Nach vielem hin und her werde ich nun eine kleine Klasse, anfänglich nur 2 Schüler, in den Fächer Englisch und Mathematik unterrichten. Der Unterricht dient dazu, den Kindern absolute Grundlagen (Niveau einer deutschen ersten oder zweiten Klasse) zu vermitteln. Außerdem bin ich Mitglied des „life skills“-Teams. Life skills wird vormittags und nachmittags angeboten. In diesem Fach werden zentrale Fragen des Lebens mit den Jugendlichen besprochen. Die Botschaft, die an die Jugendlichen vermittelt werden soll, lässt sich unter „macht etwas aus eurem Leben“ zusammenfassen. Die Jugendlichen werden motiviert, die Angebote von Kids Haven wahrzunehmen, über ihre Probleme zu reden und Eigeninitiative zu zeigen. Während dieses Unterrichts zeigt sich sehr genau, wer verstanden hat, was für eine Chance ihm durch Kids Haven geboten wird und wer nicht. In dieser Klasse sind besonders schwere Fälle vertreten, zwar weiß ich immer noch nicht viel über die Hintergründe der jeweiligen Kinder, aber viele sind sehr verhaltensauffällig. In dieser Klasse gibt es zum Beispiel einen Jungen, der sich ununterbrochen die Nase reibt oder seine eigene Hand anstarrt. Er ist ein typisches Beispiel für die enormen, durch Klebstoffschnüffeln ausgelösten Hirnschäden. Ich hoffe, ich werde irgendwann einmal Akteneinsicht kriegen, um mehr über die Kinder und Jugendlichen zu erfahren. Mein Zugang zu ihnen  wird aber generell von Tag zu Tag besser.

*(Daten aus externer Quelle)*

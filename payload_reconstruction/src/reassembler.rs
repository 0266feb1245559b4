use std::borrow::Cow;
use std::collections::BTreeMap;
use std::collections::btree_map::Entry;

use chain_config::{ReconstructionConfig, chain_config};
use chain_types::RawRecord;
use lazy_static::lazy_static;
use regex::bytes::Regex;
use tracing::{debug, info, instrument, warn};

use crate::error::{ReconstructionError, Result};
use crate::fragment_decoder::try_decode_fragment;
use crate::header::{DATA_URL_POSITION, MIN_HEADER_FRAGMENTS, ReconstructedHeader};
use crate::report::{DecodeFailure, DuplicateRecord, GapAnalysis, ReconstructionReport, RejectedRecord};

lazy_static! {
    static ref DATA_URL_PREFIX: Regex = Regex::new(r"(?-u)^data:([^;]+);base64,(.*)$").unwrap();
}

#[derive(Debug, Clone, PartialEq, Eq)]
pub struct ReassembleOptions {
    /// Inner entry type that marks an aggregate as part of the payload.
    pub transfer_type: u16,
    pub analyze_gaps: bool,
    pub max_reported_missing_keys: usize,
    pub duplicate_preview_chars: usize,
    /// Log every group as it is placed.
    pub debug: bool,
}

impl ReassembleOptions {
    pub fn from_config(config: &ReconstructionConfig) -> Self {
        Self {
            transfer_type: config.transfer_type,
            analyze_gaps: config.analyze_gaps,
            max_reported_missing_keys: config.max_reported_missing_keys,
            duplicate_preview_chars: config.duplicate_preview_chars,
            debug: false,
        }
    }

    pub fn with_gap_analysis(mut self, analyze_gaps: bool) -> Self {
        self.analyze_gaps = analyze_gaps;
        self
    }

    pub fn with_debug(mut self, debug: bool) -> Self {
        self.debug = debug;
        self
    }
}

impl Default for ReassembleOptions {
    fn default() -> Self {
        Self::from_config(&chain_config().reconstruction)
    }
}

#[derive(Debug, Clone, PartialEq)]
pub struct ReconstructedPayload {
    pub header: ReconstructedHeader,
    pub payload: Vec<u8>,
    pub report: ReconstructionReport,
    /// Offset of the base64 body within `payload`, for header-bearing content.
    body_start: Option<usize>,
}

impl ReconstructedPayload {
    /// For header-bearing content, the bytes after the `data:<mime>;base64,` prefix.
    pub fn data_url_body(&self) -> Option<&[u8]> {
        self.payload.get(self.body_start?..)
    }

    pub fn payload_text(&self) -> Cow<'_, str> {
        String::from_utf8_lossy(&self.payload)
    }
}

/// A record that carries payload fragments, with every fragment decoded.
struct ChunkGroup<'a> {
    index: usize,
    record: &'a RawRecord,
    decoded: Vec<Vec<u8>>,
}

impl ChunkGroup<'_> {
    fn sequence_key(&self) -> std::result::Result<u64, String> {
        let first = self.decoded.first().map(Vec::as_slice).unwrap_or_default();
        let text = String::from_utf8_lossy(first);
        text.trim()
            .parse()
            .map_err(|_| format!("non-numeric sequence key {:?}", text.as_ref()))
    }

    fn preview(&self, chars: usize) -> String {
        let content: Vec<u8> = self.decoded.iter().skip(1).flatten().copied().collect();
        String::from_utf8_lossy(&content).chars().take(chars).collect()
    }

    /// The mime type and the offset of the base64 body within the data URL fragment, if this group
    /// follows the header layout.
    fn data_url_prefix(&self) -> Option<(String, usize)> {
        if self.decoded.len() < MIN_HEADER_FRAGMENTS {
            return None;
        }
        let captures = DATA_URL_PREFIX.captures(&self.decoded[DATA_URL_POSITION])?;
        let mime_type = String::from_utf8_lossy(captures.get(1)?.as_bytes()).into_owned();
        Some((mime_type, captures.get(2)?.start()))
    }

    fn append_from(&self, position: usize, out: &mut Vec<u8>) {
        for bytes in self.decoded.iter().skip(position) {
            out.extend_from_slice(bytes);
        }
    }
}

/// Rebuilds a payload from the records it was split across.
///
/// Each aggregate that carries payload fragments is one group.  Its first fragment holds a decimal sequence
/// key, and groups are concatenated in ascending key order whatever order the records arrive in.  When two
/// groups claim the same key the first one seen is kept and the other is reported.  If the lowest keyed
/// group has a `data:<mime>;base64,` prefix at position 15, positions 1 to 14 of that group are header
/// fields and its content starts at position 15; otherwise every group contributes from position 1.
pub struct Reassembler {
    options: ReassembleOptions,
}

impl Reassembler {
    pub fn new(options: ReassembleOptions) -> Self {
        Self { options }
    }

    #[instrument(skip_all, name = "Reassembler::reassemble", fields(records = records.len()))]
    pub fn reassemble(&self, records: &[RawRecord]) -> Result<ReconstructedPayload> {
        let options = &self.options;
        let mut report = ReconstructionReport {
            records_received: records.len(),
            ..Default::default()
        };

        let mut groups: BTreeMap<u64, ChunkGroup> = BTreeMap::new();

        for (index, record) in records.iter().enumerate() {
            if !record.contains_fragment_type(options.transfer_type) {
                continue;
            }
            report.aggregates_found += 1;

            let group = self.decode_group(index, record, &mut report.decode_failures);

            let key = match group.sequence_key() {
                Ok(key) => key,
                Err(reason) => {
                    warn!(index, hash = ?record.content_hash(), "Discarding aggregate: {reason}");
                    report.rejected_records.push(RejectedRecord {
                        index,
                        content_hash: record.content_hash().map(str::to_owned),
                        reason,
                    });
                    continue;
                },
            };

            match groups.entry(key) {
                Entry::Vacant(slot) => {
                    slot.insert(group);
                },
                Entry::Occupied(kept) => {
                    warn!(key, index, kept_index = kept.get().index, "Duplicate sequence key; keeping the first");
                    report.duplicates_discarded.push(DuplicateRecord {
                        key,
                        discarded_at: index,
                        content_hash: record.content_hash().map(str::to_owned),
                        preview: group.preview(options.duplicate_preview_chars),
                    });
                },
            }
        }

        let Some(first) = groups.values().next() else {
            return Err(ReconstructionError::EmptyInput { records: records.len() });
        };

        let prefix = first.data_url_prefix();
        report.header_detected = prefix.is_some();
        let (mut header, body_start) = match prefix {
            Some((mime_type, body_start)) => (ReconstructedHeader::from_slots(mime_type, &first.decoded), Some(body_start)),
            None => (ReconstructedHeader::plain_text(), None),
        };

        let mut payload = Vec::new();
        for (position, (key, group)) in groups.iter().enumerate() {
            let start = if position == 0 && report.header_detected {
                DATA_URL_POSITION
            } else {
                1
            };
            let before = payload.len();
            group.append_from(start, &mut payload);

            if options.debug {
                info!(key, index = group.index, hash = ?group.record.content_hash(), bytes = payload.len() - before, "Placed group");
            }
        }

        header.size = payload.len();
        report.groups_used = groups.len();

        if options.analyze_gaps {
            let keys: Vec<u64> = groups.keys().copied().collect();
            report.gap_analysis = GapAnalysis::from_sorted_keys(&keys, options.max_reported_missing_keys);
        }

        info!(
            groups = report.groups_used,
            bytes = header.size,
            mime_type = %header.mime_type,
            duplicates = report.duplicates_discarded.len(),
            rejected = report.rejected_records.len(),
            decode_failures = report.decode_failures.len(),
            "Reassembly complete"
        );

        Ok(ReconstructedPayload {
            header,
            payload,
            report,
            body_start,
        })
    }

    fn decode_group<'a>(&self, index: usize, record: &'a RawRecord, failures: &mut Vec<DecodeFailure>) -> ChunkGroup<'a> {
        let decoded = record
            .fragments()
            .enumerate()
            .map(|(position, fragment)| {
                let payload = fragment.message.as_deref().unwrap_or_default();
                try_decode_fragment(payload).unwrap_or_else(|e| {
                    debug!(index, position, "Fragment decodes to nothing: {e}");
                    failures.push(DecodeFailure {
                        record_index: index,
                        content_hash: record.content_hash().map(str::to_owned),
                        position,
                        error: e.to_string(),
                    });
                    Vec::new()
                })
            })
            .collect();

        ChunkGroup { index, record, decoded }
    }
}

/// Reassemble `records` with the given options.
pub fn reassemble(records: &[RawRecord], options: &ReassembleOptions) -> Result<ReconstructedPayload> {
    Reassembler::new(options.clone()).reassemble(records)
}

Außerdem haben Anna und ich angefangen, Kampfsportunterricht zu geben. Die Idee kam uns auf dem Vorbereitungsseminar, da wir beide früher Kampfsport gemacht haben. Natürlich war es nicht ganz leicht, das ganze bei der Projektleitung durchzubringen, da die Angst, die Kinder könnten den Sport missbrauchen, nicht unbegründet ist. Aber Uncle Pet (zuständig für den Sport) fand die Idee gut und hat ein gutes Wort für Anna und mich eingelegt. Nun leiten wir eine Gruppe von 8 – 10 Kindern bzw. Jugendlichen aus dem Centre. Diese wurden vorher sorgfältig ausgewählt, um das Missbrauchsrisiko zu minimieren.
Ende dieser Woche beginnen die Ferien und für uns Freiwillige der Urlaub, danach geht es dann für mich wirklich los und ich werde meine Klasse unterrichten.
Morgen möchte ich nach Möglichkeit noch einige Bilder von Johannesburg und von Daveyton, einem Township in der Nähe von Benoni hochladen.